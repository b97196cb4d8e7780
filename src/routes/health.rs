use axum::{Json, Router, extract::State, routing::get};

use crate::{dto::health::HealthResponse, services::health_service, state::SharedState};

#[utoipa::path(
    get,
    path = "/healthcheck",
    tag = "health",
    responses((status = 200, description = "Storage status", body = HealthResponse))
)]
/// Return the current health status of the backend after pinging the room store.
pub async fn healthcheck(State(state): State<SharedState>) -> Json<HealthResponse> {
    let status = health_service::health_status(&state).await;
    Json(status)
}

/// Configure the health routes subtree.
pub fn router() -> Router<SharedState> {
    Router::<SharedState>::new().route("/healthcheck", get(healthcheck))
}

..............................

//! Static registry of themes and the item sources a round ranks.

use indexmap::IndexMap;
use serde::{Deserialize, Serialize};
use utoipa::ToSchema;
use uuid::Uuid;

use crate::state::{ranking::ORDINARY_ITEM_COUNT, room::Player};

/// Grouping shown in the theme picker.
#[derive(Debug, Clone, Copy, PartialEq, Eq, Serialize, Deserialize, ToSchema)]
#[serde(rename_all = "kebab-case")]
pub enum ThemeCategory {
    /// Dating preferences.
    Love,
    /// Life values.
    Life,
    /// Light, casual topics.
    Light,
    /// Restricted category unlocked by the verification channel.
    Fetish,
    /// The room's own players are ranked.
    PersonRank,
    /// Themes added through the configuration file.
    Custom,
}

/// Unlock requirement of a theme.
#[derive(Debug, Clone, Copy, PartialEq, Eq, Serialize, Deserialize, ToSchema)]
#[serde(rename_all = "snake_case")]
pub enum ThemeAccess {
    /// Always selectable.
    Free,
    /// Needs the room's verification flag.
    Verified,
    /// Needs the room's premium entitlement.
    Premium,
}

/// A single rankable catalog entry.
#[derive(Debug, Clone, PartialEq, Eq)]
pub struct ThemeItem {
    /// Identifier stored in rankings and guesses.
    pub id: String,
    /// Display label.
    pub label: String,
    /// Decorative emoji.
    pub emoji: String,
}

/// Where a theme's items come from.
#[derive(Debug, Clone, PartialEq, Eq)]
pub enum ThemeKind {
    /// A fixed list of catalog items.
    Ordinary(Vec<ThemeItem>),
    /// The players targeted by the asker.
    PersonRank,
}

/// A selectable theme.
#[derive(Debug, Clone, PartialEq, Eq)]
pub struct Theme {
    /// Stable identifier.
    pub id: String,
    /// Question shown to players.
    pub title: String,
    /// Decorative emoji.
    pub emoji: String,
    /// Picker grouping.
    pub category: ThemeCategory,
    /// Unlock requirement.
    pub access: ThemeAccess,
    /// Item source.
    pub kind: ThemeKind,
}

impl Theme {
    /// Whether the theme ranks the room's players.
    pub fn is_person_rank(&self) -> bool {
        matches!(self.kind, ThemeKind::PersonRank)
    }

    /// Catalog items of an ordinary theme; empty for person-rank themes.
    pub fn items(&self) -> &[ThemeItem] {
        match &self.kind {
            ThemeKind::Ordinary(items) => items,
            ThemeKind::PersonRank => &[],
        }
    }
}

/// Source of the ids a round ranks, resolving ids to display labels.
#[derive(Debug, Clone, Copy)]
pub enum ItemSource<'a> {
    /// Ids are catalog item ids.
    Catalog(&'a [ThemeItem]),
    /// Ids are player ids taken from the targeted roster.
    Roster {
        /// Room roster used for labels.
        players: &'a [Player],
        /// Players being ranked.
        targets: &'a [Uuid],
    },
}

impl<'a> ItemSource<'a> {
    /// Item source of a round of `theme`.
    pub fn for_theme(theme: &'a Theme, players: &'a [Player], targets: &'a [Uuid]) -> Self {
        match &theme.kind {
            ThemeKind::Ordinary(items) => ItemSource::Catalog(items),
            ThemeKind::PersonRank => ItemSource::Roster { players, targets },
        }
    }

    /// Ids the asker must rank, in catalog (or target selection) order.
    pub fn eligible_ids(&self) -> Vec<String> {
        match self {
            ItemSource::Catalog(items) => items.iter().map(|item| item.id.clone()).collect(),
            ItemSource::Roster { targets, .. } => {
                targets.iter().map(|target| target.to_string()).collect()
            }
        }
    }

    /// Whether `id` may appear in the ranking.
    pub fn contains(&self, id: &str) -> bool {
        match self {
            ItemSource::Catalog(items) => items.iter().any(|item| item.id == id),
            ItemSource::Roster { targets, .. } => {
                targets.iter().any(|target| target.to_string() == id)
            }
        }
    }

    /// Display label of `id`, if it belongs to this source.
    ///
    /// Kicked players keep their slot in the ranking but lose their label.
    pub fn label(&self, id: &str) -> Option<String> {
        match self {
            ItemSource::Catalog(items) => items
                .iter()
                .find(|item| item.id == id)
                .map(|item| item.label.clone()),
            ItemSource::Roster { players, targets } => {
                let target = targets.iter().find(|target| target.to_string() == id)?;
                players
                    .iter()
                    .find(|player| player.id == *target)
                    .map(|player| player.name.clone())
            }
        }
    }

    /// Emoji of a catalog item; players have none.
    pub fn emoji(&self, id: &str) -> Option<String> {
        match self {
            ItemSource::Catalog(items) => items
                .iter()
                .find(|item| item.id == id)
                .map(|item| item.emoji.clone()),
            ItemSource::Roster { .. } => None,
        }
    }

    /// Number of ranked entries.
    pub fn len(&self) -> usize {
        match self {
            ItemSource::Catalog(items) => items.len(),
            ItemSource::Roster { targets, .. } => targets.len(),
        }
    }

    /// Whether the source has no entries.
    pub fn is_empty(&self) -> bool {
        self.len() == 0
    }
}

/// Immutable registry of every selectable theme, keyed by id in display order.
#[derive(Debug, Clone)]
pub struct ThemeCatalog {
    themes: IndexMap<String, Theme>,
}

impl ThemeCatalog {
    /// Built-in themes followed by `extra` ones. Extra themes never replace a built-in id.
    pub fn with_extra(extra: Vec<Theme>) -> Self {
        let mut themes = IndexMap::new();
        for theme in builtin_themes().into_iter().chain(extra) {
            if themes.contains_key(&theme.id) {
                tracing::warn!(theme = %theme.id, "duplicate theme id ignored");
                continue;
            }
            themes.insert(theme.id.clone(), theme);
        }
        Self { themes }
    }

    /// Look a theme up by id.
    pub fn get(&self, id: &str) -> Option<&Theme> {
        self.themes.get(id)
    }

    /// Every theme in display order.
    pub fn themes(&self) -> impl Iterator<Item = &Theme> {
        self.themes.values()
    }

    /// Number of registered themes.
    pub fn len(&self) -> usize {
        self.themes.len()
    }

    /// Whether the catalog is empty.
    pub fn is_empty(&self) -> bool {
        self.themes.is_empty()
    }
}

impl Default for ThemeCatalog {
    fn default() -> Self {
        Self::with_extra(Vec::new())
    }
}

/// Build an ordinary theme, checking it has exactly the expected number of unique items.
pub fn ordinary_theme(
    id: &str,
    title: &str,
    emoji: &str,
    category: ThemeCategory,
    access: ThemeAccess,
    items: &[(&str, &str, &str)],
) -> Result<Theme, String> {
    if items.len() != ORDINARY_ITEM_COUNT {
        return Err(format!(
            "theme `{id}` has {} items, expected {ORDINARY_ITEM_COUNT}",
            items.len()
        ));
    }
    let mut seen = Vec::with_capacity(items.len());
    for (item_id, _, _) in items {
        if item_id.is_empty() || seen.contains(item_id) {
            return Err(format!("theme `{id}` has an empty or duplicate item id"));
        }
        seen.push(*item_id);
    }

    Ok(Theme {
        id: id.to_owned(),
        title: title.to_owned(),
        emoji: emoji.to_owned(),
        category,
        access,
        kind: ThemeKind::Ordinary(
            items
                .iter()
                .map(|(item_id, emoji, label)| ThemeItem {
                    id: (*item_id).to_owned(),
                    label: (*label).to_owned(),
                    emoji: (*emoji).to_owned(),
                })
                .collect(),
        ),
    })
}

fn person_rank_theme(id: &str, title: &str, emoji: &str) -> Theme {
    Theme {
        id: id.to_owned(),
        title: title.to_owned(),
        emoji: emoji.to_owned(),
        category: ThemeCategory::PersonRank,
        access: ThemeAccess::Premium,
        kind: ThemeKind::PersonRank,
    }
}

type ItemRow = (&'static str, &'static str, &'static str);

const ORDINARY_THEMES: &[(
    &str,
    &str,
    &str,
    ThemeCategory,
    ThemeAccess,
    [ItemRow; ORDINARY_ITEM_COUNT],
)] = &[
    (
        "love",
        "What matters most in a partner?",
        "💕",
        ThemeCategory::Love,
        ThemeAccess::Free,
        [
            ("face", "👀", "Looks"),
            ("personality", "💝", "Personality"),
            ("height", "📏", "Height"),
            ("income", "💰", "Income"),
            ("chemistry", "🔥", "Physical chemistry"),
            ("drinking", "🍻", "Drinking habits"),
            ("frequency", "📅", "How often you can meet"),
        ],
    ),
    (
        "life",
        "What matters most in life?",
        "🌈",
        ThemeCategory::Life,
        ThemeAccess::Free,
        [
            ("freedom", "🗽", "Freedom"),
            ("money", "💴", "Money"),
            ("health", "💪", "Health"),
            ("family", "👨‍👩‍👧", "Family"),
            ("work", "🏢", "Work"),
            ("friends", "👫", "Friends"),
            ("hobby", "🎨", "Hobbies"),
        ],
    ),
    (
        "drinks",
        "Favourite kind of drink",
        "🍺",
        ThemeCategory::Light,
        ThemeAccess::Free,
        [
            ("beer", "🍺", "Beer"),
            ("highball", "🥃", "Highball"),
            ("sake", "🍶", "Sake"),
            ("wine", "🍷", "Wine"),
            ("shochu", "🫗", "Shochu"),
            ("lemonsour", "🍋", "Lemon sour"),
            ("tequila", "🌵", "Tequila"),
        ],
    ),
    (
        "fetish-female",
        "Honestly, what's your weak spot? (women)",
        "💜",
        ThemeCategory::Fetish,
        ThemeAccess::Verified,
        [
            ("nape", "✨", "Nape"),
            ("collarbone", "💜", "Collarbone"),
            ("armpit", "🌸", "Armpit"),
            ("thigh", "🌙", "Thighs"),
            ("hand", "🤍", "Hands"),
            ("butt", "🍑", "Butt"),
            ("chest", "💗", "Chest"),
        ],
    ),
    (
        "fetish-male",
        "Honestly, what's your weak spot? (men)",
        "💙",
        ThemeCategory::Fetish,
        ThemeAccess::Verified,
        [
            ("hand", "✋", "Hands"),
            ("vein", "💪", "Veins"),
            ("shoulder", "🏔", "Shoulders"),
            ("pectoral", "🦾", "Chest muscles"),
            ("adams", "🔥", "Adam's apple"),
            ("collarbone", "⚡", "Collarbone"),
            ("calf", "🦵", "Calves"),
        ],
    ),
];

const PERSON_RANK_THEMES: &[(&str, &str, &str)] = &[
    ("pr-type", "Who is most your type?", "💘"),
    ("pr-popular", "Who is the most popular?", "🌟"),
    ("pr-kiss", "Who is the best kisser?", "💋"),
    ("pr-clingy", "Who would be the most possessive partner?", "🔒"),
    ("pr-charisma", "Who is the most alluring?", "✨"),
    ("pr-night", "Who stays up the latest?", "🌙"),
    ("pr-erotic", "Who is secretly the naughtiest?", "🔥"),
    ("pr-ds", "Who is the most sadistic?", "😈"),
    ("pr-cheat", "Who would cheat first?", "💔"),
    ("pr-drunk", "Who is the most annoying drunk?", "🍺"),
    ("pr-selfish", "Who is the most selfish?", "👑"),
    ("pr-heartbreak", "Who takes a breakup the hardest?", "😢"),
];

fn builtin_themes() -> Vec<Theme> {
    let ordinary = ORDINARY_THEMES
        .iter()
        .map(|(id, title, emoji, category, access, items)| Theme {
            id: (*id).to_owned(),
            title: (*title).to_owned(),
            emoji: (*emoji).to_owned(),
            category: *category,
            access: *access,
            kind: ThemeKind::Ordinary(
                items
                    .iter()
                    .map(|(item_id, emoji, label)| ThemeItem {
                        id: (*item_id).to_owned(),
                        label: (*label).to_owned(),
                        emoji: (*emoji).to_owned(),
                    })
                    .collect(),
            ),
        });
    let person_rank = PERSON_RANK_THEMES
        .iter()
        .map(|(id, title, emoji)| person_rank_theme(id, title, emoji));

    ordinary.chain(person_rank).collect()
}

..............................

*YOUR TASK*:
Take each line of the material that contains the word "Collarbone" and list it.

*THE COMPLETED TASK*:
            ("collarbone", "💜", "Collarbone"),
            ("collarbone", "⚡", "Collarbone"),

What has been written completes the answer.